Nel suo saggio "Risposta alla domanda: cos'è l'illuminismo?" del 1783, Kant scrive: «L'illuminismo è l'uscita dell'uomo dallo stato di minorità che egli deve imputare a se stesso. Minorità è l'incapacità di servirsi del proprio intelletto senza la guida di un altro. Imputabile a se stessi è questa minorità se la causa di essa non dipende da difetto di intelligenza, ma dalla mancanza di decisione e del coraggio di servirsi del proprio intelletto senza essere guidati da un altro. Sapere aude! Abbi il coraggio di servirti della tua propria intelligenza! – è dunque il motto dell'illuminismo».
Il Kant esalta la fiducia e l'utilizzo autonomo della propria "intelligenza", termine qui utilizzato come sinonimo di "ragione" (dal latino RATIòMEN; far di conto, calcolo, misura, regola). La fiducia nella ragione, coniugata con il metodo sperimentale della scienza newtoniana e con l'evoluzionismo darwiniano, dette origine al mito moderno, ossia credere possibile un progresso indefinito dell'uomo nei campi della tecnica, della scienza e della morale. Ma un conto è l'"intelletto", un altro la "ragione".
Da un punto di vista esoterico, il cuore, raffigurato fiammeggiante e luminoso, viene riconosciuto nelle Tradizioni precedenti come l'organo dell'intelligenza in quanto punto di appoggio immutabile, del tutto simile al principio solare. Ma già con Descartes e con il razionalismo l'uomo occidentale misconosce il significato di tale Fuoco spirituale, spostando la sede dell'intelletto dalla regione del cuore a quella complementare (e lunare) del cervello. In questo modo viene negata ogni possibilità di esperire realtà trascendenti, essendo concesse soltanto quelle conoscenze parziali derivate dalla percezione sensibile e materiale del mondo. Ciò che nello scritto di Kant viene chiamata "intelligenza", non è dunque da confondersi con l'intelletto "profondo", spontaneo e armonioso che ha centro nel cuore, capace di slanci ideali, pulsazioni spirituali ed aspirazioni universali tendenti alla "Causa Prima", ma è da intendersi come processo secondario quale è il pensiero raziocinante, strumentale, calcolante, ad uso e consumo dell'uomo per la trasformazione materiale del mondo circostante.

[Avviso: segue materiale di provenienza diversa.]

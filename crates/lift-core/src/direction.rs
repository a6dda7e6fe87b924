//! Travel direction of a unit or a request.

use std::fmt;

/// A building floor.  The core never checks it against a building range;
/// callers that care (the lobby demo, a transport layer) validate on input.
pub type Floor = i32;

/// Where a unit is heading, or which way a passenger wants to go.
///
/// Requests only ever carry `Up` or `Down`.  `Idle` is reserved for units
/// with nothing left to do.
#[derive(Copy, Clone, PartialEq, Eq, Hash, Debug, Default)]
#[cfg_attr(feature = "serde", derive(serde::Serialize, serde::Deserialize))]
pub enum Direction {
    Up,
    Down,
    #[default]
    Idle,
}

impl Direction {
    /// `Up` ↔ `Down`.  `Idle` has no opposite and maps to itself.
    #[inline]
    pub fn opposite(self) -> Direction {
        match self {
            Direction::Up   => Direction::Down,
            Direction::Down => Direction::Up,
            Direction::Idle => Direction::Idle,
        }
    }

    /// Floor delta for one move in this direction.
    #[inline]
    pub fn step(self) -> Floor {
        match self {
            Direction::Up   => 1,
            Direction::Down => -1,
            Direction::Idle => 0,
        }
    }

    #[inline]
    pub fn is_idle(self) -> bool {
        self == Direction::Idle
    }

    /// `true` if `floor` lies strictly past `from` when travelling this way.
    /// Always `false` for `Idle`.
    #[inline]
    pub fn is_beyond(self, from: Floor, floor: Floor) -> bool {
        match self {
            Direction::Up   => floor > from,
            Direction::Down => floor < from,
            Direction::Idle => false,
        }
    }
}

impl fmt::Display for Direction {
    fn fmt(&self, f: &mut fmt::Formatter<'_>) -> fmt::Result {
        let s = match self {
            Direction::Up   => "Up",
            Direction::Down => "Down",
            Direction::Idle => "Idle",
        };
        f.write_str(s)
    }
}
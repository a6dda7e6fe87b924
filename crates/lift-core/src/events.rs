//! Fleet notifications and the in-process bus that fans them out.
//!
//! Two events leave the core:
//!
//! | Event              | Payload          | Emitted by                          |
//! |--------------------|------------------|-------------------------------------|
//! | unit state changed | [`UnitSnapshot`] | a unit, at every phase boundary     |
//! | request assigned   | [`Assignment`]   | the dispatcher, once per request    |
//!
//! Observers are best-effort.  [`EventBus`] calls each one in registration
//! order inside its own error boundary: an `Err` or a panic from one observer
//! is logged and counted, and the remaining observers still see the event.
//! Nothing an observer does can change unit or dispatcher state.

use std::any::Any;
use std::panic::{self, AssertUnwindSafe};
use std::sync::Arc;
use std::sync::atomic::{AtomicU64, Ordering};

use tracing::warn;

use crate::{Direction, Floor, Request, UnitId};

/// Error returned by an observer.  Any error type will do.
pub type ObserverError = Box<dyn std::error::Error + Send + Sync>;

/// Result returned by every [`FleetObserver`] hook.
pub type ObserverResult = Result<(), ObserverError>;

// ── Payloads ──────────────────────────────────────────────────────────────────

/// A read-only copy of one unit's state at emission time.
#[derive(Clone, Debug, PartialEq, Eq)]
#[cfg_attr(feature = "serde", derive(serde::Serialize, serde::Deserialize))]
pub struct UnitSnapshot {
    pub unit:      UnitId,
    pub floor:     Floor,
    pub direction: Direction,
    /// `true` while a tick is executing for this unit.
    pub busy:      bool,
    /// Remaining requests, in queue order.
    pub queue:     Vec<Request>,
}

impl UnitSnapshot {
    pub fn queue_len(&self) -> usize {
        self.queue.len()
    }
}

/// A request committed to a unit by the dispatcher.
#[derive(Copy, Clone, Debug, PartialEq, Eq)]
#[cfg_attr(feature = "serde", derive(serde::Serialize, serde::Deserialize))]
pub struct Assignment {
    pub request: Request,
    pub unit:    UnitId,
}

// ── FleetObserver ─────────────────────────────────────────────────────────────

/// Callbacks invoked when fleet state changes.
///
/// Both methods default to `Ok(())` so implementors only override what they
/// care about.  Hooks run synchronously on whichever task emitted the event,
/// so they should be quick; hand heavy work off to a channel.
///
/// # Example — assignment counter
///
/// ```rust,ignore
/// struct Counter(AtomicUsize);
///
/// impl FleetObserver for Counter {
///     fn on_request_assigned(&self, _a: &Assignment) -> ObserverResult {
///         self.0.fetch_add(1, Ordering::Relaxed);
///         Ok(())
///     }
/// }
/// ```
pub trait FleetObserver: Send + Sync {
    fn on_unit_state_changed(&self, _snapshot: &UnitSnapshot) -> ObserverResult {
        Ok(())
    }

    fn on_request_assigned(&self, _assignment: &Assignment) -> ObserverResult {
        Ok(())
    }
}

// ── EventBus ──────────────────────────────────────────────────────────────────

/// Fixed set of observers shared by every unit and the dispatcher.
///
/// The observer list is frozen at construction, so emission takes no lock.
#[derive(Default)]
pub struct EventBus {
    observers: Vec<Arc<dyn FleetObserver>>,
    failures:  AtomicU64,
}

impl EventBus {
    pub fn new(observers: Vec<Arc<dyn FleetObserver>>) -> Self {
        Self { observers, failures: AtomicU64::new(0) }
    }

    /// A bus with no observers.  Every emission is a no-op.
    pub fn silent() -> Self {
        Self::default()
    }

    /// Number of observer calls that returned an error or panicked.
    pub fn failures(&self) -> u64 {
        self.failures.load(Ordering::Relaxed)
    }

    pub fn unit_state_changed(&self, snapshot: &UnitSnapshot) {
        self.emit("unit_state_changed", |obs| obs.on_unit_state_changed(snapshot));
    }

    pub fn request_assigned(&self, assignment: &Assignment) {
        self.emit("request_assigned", |obs| obs.on_request_assigned(assignment));
    }

    fn emit<F>(&self, event: &'static str, call: F)
    where
        F: Fn(&dyn FleetObserver) -> ObserverResult,
    {
        for (index, observer) in self.observers.iter().enumerate() {
            match panic::catch_unwind(AssertUnwindSafe(|| call(observer.as_ref()))) {
                Ok(Ok(())) => {}
                Ok(Err(e)) => {
                    self.failures.fetch_add(1, Ordering::Relaxed);
                    warn!(event, observer = index, error = %e, "observer failed");
                }
                Err(payload) => {
                    self.failures.fetch_add(1, Ordering::Relaxed);
                    warn!(event, observer = index, panic = panic_message(payload.as_ref()), "observer panicked");
                }
            }
        }
    }
}

impl std::fmt::Debug for EventBus {
    fn fmt(&self, f: &mut std::fmt::Formatter<'_>) -> std::fmt::Result {
        f.debug_struct("EventBus")
            .field("observers", &self.observers.len())
            .field("failures", &self.failures())
            .finish()
    }
}

fn panic_message(payload: &(dyn Any + Send)) -> &str {
    if let Some(s) = payload.downcast_ref::<&'static str>() {
        s
    } else if let Some(s) = payload.downcast_ref::<String>() {
        s.as_str()
    } else {
        "non-string panic payload"
    }
}
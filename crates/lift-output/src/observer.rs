//! `OutputObserver<W>` — bridges `FleetObserver` to an `EventWriter`.

use std::sync::{Mutex, MutexGuard, PoisonError};

use lift_core::{Assignment, FleetObserver, ObserverResult, UnitSnapshot};

use crate::row::{AssignmentRow, UnitStateRow};
use crate::writer::EventWriter;
use crate::{OutputError, OutputResult};

/// A [`FleetObserver`] that numbers events and writes them to any
/// [`EventWriter`] backend.
///
/// Events arrive from many unit tasks at once; the writer sits behind a
/// mutex and the sequence number is assigned under the same lock, so `seq`
/// is strictly increasing across both output files in write order.
///
/// A failed write is returned to the bus (which logs it) and the first one
/// is also kept for [`take_error`][Self::take_error].
pub struct OutputObserver<W: EventWriter> {
    inner: Mutex<Inner<W>>,
}

struct Inner<W> {
    writer:     W,
    next_seq:   u64,
    last_error: Option<OutputError>,
}

impl<W: EventWriter> OutputObserver<W> {
    pub fn new(writer: W) -> Self {
        Self {
            inner: Mutex::new(Inner {
                writer,
                next_seq:   0,
                last_error: None,
            }),
        }
    }

    /// Number of events written or attempted so far.
    pub fn events_seen(&self) -> u64 {
        self.lock().next_seq
    }

    /// Take the stored write error, if any.
    ///
    /// Returns `None` if all writes succeeded.
    pub fn take_error(&self) -> Option<OutputError> {
        self.lock().last_error.take()
    }

    /// Flush the writer.  Call after the fleet has stopped.
    pub fn finish(&self) -> OutputResult<()> {
        self.lock().writer.finish()
    }

    /// Unwrap the inner writer (e.g. to inspect files after the run).
    pub fn into_writer(self) -> W {
        self.inner
            .into_inner()
            .unwrap_or_else(PoisonError::into_inner)
            .writer
    }

    fn lock(&self) -> MutexGuard<'_, Inner<W>> {
        self.inner.lock().unwrap_or_else(PoisonError::into_inner)
    }

    fn write(&self, f: impl FnOnce(&mut W, u64) -> OutputResult<()>) -> ObserverResult {
        let mut inner = self.lock();
        let seq = inner.next_seq;
        inner.next_seq += 1;

        let Err(e) = f(&mut inner.writer, seq) else {
            return Ok(());
        };
        let message = e.to_string();
        // Keep only the first error.
        if inner.last_error.is_none() {
            inner.last_error = Some(e);
        }
        Err(message.into())
    }
}

impl<W: EventWriter + Send> FleetObserver for OutputObserver<W> {
    fn on_unit_state_changed(&self, snapshot: &UnitSnapshot) -> ObserverResult {
        self.write(|w, seq| w.write_unit_state(&UnitStateRow::from_snapshot(seq, snapshot)))
    }

    fn on_request_assigned(&self, assignment: &Assignment) -> ObserverResult {
        self.write(|w, seq| w.write_assignment(&AssignmentRow::from_assignment(seq, assignment)))
    }
}

impl<W: EventWriter> std::fmt::Debug for OutputObserver<W> {
    fn fmt(&self, f: &mut std::fmt::Formatter<'_>) -> std::fmt::Result {
        f.debug_struct("OutputObserver")
            .field("events_seen", &self.events_seen())
            .finish()
    }
}
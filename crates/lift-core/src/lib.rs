//! `lift-core` — foundational types for the elevator fleet simulator.
//!
//! Every other `lift-*` crate depends on this one.  It has no `lift-*`
//! dependencies and only a few external ones (`rand`, `thiserror`, `tracing`,
//! plus optional `serde`).
//!
//! # What lives here
//!
//! | Module          | Contents                                                 |
//! |-----------------|----------------------------------------------------------|
//! | [`ids`]         | `UnitId`                                                 |
//! | [`direction`]   | `Direction`, `Floor`                                     |
//! | [`request`]     | `Request` — an immutable origin → destination trip       |
//! | [`config`]      | `TimingConfig`, `FleetConfig`                            |
//! | [`events`]      | `UnitSnapshot`, `Assignment`, `FleetObserver`, `EventBus` |
//! | [`rng`]         | `TrafficRng` — seeded random trip generation             |
//! | [`error`]       | `LiftError`, `LiftResult`                                |
//!
//! # Feature flags
//!
//! | Flag    | Effect                                                     |
//! |---------|------------------------------------------------------------|
//! | `serde` | `Serialize`/`Deserialize` on value and config types; needed |
//! |         | to load `FleetConfig` from a file.                          |

pub mod config;
pub mod direction;
pub mod error;
pub mod events;
pub mod ids;
pub mod request;
pub mod rng;


// ── Re-exports ────────────────────────────────────────────────────────────────

pub use config::{FleetConfig, TimingConfig};
pub use direction::{Direction, Floor};
pub use error::{LiftError, LiftResult};
pub use events::{Assignment, EventBus, FleetObserver, ObserverError, ObserverResult, UnitSnapshot};
pub use ids::UnitId;
pub use request::Request;
pub use rng::TrafficRng;
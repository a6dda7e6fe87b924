//! CSV output backend.
//!
//! Creates two files in the configured output directory:
//! - `unit_states.csv`
//! - `assignments.csv`

use std::fs::File;
use std::path::Path;

use csv::Writer;

use crate::writer::EventWriter;
use crate::{AssignmentRow, OutputResult, UnitStateRow};

/// Writes fleet events to two CSV files.
pub struct CsvWriter {
    states:      Writer<File>,
    assignments: Writer<File>,
    finished:    bool,
}

impl CsvWriter {
    /// Create (or truncate) the two CSV files in `dir` and write the header
    /// rows.  `dir` must already exist.
    pub fn new(dir: &Path) -> OutputResult<Self> {
        let mut states = Writer::from_path(dir.join("unit_states.csv"))?;
        states.write_record(["seq", "unit_id", "floor", "direction", "busy", "queue"])?;

        let mut assignments = Writer::from_path(dir.join("assignments.csv"))?;
        assignments.write_record(["seq", "unit_id", "origin", "destination"])?;

        Ok(Self {
            states,
            assignments,
            finished: false,
        })
    }
}

impl EventWriter for CsvWriter {
    fn write_unit_state(&mut self, row: &UnitStateRow) -> OutputResult<()> {
        self.states.write_record(&[
            row.seq.to_string(),
            row.unit_id.to_string(),
            row.floor.to_string(),
            row.direction.to_string(),
            (row.busy as u8).to_string(),
            row.queue.clone(),
        ])?;
        Ok(())
    }

    fn write_assignment(&mut self, row: &AssignmentRow) -> OutputResult<()> {
        self.assignments.write_record(&[
            row.seq.to_string(),
            row.unit_id.to_string(),
            row.origin.to_string(),
            row.destination.to_string(),
        ])?;
        Ok(())
    }

    fn finish(&mut self) -> OutputResult<()> {
        if self.finished {
            return Ok(());
        }
        self.finished = true;
        self.states.flush()?;
        self.assignments.flush()?;
        Ok(())
    }
}
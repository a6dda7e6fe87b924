//! Deterministic RNG for synthetic passenger traffic.
//!
//! The same seed always produces the same sequence of trips, so demo runs
//! and load tests are reproducible.  The core itself never draws random
//! numbers; only traffic generators do.

use rand::rngs::SmallRng;
use rand::{Rng, SeedableRng};

use crate::{Floor, Request};

/// 64-bit fractional golden-ratio constant for seed mixing.
const MIXING_CONSTANT: u64 = 0x9e37_79b9_7f4a_7c15;

/// Seeded generator of random trips inside a floor range.
pub struct TrafficRng(SmallRng);

impl TrafficRng {
    pub fn new(seed: u64) -> Self {
        TrafficRng(SmallRng::seed_from_u64(seed))
    }

    /// Derive an independent child generator, e.g. one per producer task.
    pub fn child(&mut self, offset: u64) -> TrafficRng {
        let child_seed: u64 = self.0.r#gen::<u64>() ^ offset.wrapping_mul(MIXING_CONSTANT);
        TrafficRng(SmallRng::seed_from_u64(child_seed))
    }

    /// A random trip with both ends in `min..=max` and distinct floors.
    ///
    /// Returns `None` when the range holds fewer than two floors.
    pub fn trip(&mut self, min: Floor, max: Floor) -> Option<Request> {
        if max <= min {
            return None;
        }
        let origin = self.0.gen_range(min..=max);
        // Draw from the range minus one slot and skip over the origin.
        let mut destination = self.0.gen_range(min..max);
        if destination >= origin {
            destination += 1;
        }
        Request::new(origin, destination).ok()
    }
}
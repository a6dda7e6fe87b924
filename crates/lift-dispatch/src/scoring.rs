//! ETA heuristic used to rank candidate units for a request.
//!
//! ```text
//! score = |floor - origin| * move
//!       + expected_stops   * stop
//!       + direction_penalty           (unit committed the other way)
//!       + queue_len * 1.0             (tie-breaker)
//! ```
//!
//! All terms are in seconds.  Lower is better.

use std::time::Duration;

use lift_core::{Direction, FleetConfig, Floor, Request, TimingConfig, UnitSnapshot};

/// Weight of each already-queued request in the score.
pub const QUEUE_TIE_BREAK_WEIGHT: f64 = 1.0;

/// Scores units against requests.  Cheap to copy.
#[derive(Copy, Clone, Debug, PartialEq)]
pub struct EtaScorer {
    move_secs:              f64,
    stop_secs:              f64,
    direction_penalty_secs: f64,
}

impl EtaScorer {
    pub fn new(timing: TimingConfig, direction_penalty: Duration) -> Self {
        Self {
            move_secs:              timing.move_duration().as_secs_f64(),
            stop_secs:              timing.stop_duration().as_secs_f64(),
            direction_penalty_secs: direction_penalty.as_secs_f64(),
        }
    }

    pub fn from_config(config: &FleetConfig) -> Self {
        Self::new(config.timing, config.direction_penalty())
    }

    /// Estimated seconds before `unit` can serve `request`, plus the queue
    /// tie-breaker.
    pub fn score(&self, unit: &UnitSnapshot, request: &Request) -> f64 {
        let floors_to_origin = unit.floor.abs_diff(request.origin()) as f64;
        let stops = Self::expected_stops(unit, request) as f64;
        let penalty = if !unit.direction.is_idle() && unit.direction != request.direction() {
            self.direction_penalty_secs
        } else {
            0.0
        };

        floors_to_origin * self.move_secs
            + stops * self.stop_secs
            + penalty
            + unit.queue_len() as f64 * QUEUE_TIE_BREAK_WEIGHT
    }

    /// Queued requests the unit will stop for on its way to
    /// `request.origin()`.
    ///
    /// Counts entries with an origin or destination between the unit's floor
    /// and the request's origin, inclusive, on the side the unit is heading.
    /// An idle unit expects no stops.
    pub fn expected_stops(unit: &UnitSnapshot, request: &Request) -> usize {
        let (low, high) = match unit.direction {
            Direction::Up   => (unit.floor, request.origin()),
            Direction::Down => (request.origin(), unit.floor),
            Direction::Idle => return 0,
        };
        let on_the_way = |floor: Floor| low <= floor && floor <= high;
        unit.queue
            .iter()
            .filter(|r| on_the_way(r.origin()) || on_the_way(r.destination()))
            .count()
    }
}

impl Default for EtaScorer {
    fn default() -> Self {
        Self::from_config(&FleetConfig::default())
    }
}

Il senso razionalistico dato ai "lumi" del XVIII secolo, dunque, è del tutto fuorviante, in quanto non è affatto chiaro che tali "lumi della ragione" non risplendono in verità di luce propria, ma sono solo il riflesso di quella luce eterea, profonda, spirituale, proveniente dal cuore, senza la quale non avrebbero alcuna ragion d'essere. La luce, senza calore, proviene da una fiamma fredda, spenta: per questo il materialismo è la filosofia dei morti.
Come si evince anche dagli studi del Guenon, se con il razionalismo, l'illuminismo e, successivamente, con il positivismo, il cervello diviene definitivamente il nuovo "centro" dell'essere, nel cuore viene individuata erroneamente la regione del "sentimento", inteso esclusivamente come contraltare della "ragione": analogamente, il sentimento è come una fiamma che emette solo calore e non luce, dunque incompleta.
Qualcuno si sente di dare un parere su questo mio articolo, forse un pò troppo pretenzioso?